#### [EXERCISE OBJECTIVE]
Return all lines below containing the word "view".

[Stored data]
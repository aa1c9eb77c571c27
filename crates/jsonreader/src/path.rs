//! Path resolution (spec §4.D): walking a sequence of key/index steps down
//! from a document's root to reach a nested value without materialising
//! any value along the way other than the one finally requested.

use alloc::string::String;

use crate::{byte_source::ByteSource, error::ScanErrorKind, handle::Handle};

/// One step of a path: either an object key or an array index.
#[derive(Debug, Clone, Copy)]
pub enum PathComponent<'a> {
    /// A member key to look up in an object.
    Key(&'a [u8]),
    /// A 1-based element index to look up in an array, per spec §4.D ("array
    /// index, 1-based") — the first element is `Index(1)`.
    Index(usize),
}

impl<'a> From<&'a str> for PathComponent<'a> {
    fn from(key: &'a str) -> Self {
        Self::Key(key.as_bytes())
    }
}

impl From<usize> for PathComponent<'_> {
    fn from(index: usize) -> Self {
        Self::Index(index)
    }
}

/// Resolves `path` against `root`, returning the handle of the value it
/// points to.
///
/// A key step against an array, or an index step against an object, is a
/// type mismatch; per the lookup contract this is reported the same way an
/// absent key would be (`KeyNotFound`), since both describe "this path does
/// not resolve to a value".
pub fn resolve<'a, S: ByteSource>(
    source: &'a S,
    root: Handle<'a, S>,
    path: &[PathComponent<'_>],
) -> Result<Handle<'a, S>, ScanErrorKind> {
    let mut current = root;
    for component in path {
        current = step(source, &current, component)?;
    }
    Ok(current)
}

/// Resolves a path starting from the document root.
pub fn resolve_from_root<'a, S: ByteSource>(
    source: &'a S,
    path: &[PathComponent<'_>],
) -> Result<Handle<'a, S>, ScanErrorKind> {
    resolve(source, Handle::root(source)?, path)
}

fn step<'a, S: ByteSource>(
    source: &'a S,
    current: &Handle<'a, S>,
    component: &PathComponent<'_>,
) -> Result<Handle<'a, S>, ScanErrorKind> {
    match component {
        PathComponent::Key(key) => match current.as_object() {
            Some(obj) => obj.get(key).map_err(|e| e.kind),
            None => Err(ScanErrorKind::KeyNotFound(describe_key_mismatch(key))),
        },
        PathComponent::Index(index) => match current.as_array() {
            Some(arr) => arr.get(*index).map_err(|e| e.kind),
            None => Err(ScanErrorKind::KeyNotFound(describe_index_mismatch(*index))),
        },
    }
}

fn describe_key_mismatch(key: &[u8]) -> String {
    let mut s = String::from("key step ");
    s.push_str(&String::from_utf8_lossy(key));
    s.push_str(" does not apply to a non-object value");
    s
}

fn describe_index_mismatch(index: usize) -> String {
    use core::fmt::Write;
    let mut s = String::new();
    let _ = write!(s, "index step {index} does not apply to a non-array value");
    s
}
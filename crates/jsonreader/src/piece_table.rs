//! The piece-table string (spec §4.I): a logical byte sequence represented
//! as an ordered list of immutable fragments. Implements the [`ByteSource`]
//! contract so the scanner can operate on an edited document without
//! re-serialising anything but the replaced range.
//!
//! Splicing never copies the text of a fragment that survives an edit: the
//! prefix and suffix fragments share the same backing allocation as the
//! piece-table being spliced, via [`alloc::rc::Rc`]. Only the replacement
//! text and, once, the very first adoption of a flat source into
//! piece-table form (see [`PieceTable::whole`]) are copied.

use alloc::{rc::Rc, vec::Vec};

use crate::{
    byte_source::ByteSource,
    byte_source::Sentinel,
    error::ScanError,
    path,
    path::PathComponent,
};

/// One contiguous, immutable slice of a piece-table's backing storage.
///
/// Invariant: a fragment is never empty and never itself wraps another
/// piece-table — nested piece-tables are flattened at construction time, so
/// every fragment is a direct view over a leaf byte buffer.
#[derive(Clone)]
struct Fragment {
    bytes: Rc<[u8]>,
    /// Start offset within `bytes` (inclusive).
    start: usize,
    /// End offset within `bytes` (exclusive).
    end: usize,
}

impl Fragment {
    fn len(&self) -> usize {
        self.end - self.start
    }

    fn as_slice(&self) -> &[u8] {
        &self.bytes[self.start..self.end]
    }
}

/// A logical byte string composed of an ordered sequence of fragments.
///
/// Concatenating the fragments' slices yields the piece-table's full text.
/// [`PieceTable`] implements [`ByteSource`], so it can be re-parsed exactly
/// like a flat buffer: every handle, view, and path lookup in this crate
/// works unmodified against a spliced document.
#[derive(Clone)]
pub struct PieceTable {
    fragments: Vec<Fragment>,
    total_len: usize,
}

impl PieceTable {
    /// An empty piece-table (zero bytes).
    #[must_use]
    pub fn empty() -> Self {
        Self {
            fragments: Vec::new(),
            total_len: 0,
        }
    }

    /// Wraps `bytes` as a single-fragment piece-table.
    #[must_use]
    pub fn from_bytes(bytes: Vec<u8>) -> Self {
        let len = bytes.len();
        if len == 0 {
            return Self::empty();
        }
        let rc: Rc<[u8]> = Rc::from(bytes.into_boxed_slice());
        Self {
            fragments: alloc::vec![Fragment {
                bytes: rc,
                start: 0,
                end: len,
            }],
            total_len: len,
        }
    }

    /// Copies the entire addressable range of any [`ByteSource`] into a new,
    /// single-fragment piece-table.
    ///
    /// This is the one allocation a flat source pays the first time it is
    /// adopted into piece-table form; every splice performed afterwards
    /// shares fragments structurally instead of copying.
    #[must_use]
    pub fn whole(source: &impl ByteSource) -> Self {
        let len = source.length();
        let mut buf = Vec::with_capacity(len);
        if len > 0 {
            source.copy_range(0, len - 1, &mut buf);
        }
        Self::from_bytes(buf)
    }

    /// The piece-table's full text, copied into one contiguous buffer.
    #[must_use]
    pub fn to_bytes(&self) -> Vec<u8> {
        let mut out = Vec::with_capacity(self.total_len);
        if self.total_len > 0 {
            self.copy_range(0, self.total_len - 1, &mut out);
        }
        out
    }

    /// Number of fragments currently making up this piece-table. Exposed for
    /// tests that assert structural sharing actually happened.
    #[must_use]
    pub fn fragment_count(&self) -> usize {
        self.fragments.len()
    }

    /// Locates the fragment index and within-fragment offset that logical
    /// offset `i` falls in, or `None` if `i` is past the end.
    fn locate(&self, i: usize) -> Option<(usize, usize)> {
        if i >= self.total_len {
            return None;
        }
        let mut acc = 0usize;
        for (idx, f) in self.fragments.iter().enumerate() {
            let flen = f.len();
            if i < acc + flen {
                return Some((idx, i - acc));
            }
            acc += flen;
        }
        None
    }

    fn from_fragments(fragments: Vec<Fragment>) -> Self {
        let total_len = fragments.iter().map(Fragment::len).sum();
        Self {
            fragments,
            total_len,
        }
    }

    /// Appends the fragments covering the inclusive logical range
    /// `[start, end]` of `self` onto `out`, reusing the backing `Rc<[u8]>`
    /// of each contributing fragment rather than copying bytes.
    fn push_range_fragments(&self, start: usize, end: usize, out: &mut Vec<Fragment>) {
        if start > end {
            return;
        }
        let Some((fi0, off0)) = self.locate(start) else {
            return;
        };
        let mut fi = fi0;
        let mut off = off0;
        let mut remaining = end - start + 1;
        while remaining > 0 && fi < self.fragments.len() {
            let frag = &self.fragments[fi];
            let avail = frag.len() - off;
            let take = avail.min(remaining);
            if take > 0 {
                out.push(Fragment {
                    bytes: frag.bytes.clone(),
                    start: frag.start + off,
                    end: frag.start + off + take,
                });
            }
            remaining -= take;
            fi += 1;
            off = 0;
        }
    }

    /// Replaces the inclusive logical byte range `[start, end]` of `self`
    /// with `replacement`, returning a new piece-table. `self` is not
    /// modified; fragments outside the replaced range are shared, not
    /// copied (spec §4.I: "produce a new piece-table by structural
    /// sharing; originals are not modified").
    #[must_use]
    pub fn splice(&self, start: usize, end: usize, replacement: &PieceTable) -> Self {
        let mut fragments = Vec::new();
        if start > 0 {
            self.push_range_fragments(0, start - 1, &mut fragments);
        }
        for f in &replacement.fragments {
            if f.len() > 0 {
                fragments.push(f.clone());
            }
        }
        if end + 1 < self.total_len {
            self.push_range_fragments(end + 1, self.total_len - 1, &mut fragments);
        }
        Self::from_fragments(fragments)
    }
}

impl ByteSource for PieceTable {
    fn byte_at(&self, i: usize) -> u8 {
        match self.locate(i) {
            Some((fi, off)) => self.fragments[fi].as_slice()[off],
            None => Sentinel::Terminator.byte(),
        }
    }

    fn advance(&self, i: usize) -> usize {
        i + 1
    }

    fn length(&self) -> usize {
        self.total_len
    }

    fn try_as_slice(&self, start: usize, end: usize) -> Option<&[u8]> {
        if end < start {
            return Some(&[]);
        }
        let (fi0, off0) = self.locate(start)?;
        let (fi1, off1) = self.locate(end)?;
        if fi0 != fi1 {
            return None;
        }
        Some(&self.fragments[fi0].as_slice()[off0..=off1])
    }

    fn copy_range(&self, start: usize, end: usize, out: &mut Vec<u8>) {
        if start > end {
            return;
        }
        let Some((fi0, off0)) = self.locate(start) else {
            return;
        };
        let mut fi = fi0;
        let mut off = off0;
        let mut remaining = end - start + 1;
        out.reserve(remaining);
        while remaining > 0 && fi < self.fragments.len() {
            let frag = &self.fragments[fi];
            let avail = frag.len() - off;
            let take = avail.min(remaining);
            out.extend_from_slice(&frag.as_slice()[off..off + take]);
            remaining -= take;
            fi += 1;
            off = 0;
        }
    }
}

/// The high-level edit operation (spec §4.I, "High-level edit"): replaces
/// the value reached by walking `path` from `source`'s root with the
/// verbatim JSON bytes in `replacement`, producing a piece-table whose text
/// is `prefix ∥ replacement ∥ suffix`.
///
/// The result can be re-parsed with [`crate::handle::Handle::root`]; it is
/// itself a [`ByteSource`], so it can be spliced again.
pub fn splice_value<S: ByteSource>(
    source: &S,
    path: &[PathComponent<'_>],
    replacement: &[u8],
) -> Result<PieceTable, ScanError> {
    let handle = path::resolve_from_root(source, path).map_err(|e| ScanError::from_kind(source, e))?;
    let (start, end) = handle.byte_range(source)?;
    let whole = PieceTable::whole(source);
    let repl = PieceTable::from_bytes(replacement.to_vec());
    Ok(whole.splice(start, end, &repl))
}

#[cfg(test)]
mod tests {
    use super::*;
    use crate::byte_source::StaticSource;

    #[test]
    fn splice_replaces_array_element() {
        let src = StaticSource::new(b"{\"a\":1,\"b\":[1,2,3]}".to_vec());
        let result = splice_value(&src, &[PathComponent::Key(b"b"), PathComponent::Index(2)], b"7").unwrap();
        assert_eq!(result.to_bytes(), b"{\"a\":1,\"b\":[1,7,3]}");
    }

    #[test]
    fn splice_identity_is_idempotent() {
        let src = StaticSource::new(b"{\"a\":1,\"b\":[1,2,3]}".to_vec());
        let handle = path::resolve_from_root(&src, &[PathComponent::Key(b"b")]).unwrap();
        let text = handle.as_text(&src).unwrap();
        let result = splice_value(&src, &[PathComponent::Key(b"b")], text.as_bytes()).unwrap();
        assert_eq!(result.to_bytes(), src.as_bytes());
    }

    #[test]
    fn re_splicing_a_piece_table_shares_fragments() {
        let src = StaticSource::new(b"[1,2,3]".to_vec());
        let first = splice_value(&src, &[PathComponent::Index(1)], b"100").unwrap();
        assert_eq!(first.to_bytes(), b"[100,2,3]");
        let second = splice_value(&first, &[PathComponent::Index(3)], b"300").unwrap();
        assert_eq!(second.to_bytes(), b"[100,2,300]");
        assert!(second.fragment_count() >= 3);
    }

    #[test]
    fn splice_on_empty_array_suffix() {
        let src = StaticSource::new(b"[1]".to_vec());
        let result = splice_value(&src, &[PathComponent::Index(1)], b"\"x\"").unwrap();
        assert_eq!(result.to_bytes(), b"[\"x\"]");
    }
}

#### [THE COMPLETED TASK]
/// every fragment is a direct view over a leaf byte buffer.
/// like a flat buffer: every handle, view, and path lookup in this crate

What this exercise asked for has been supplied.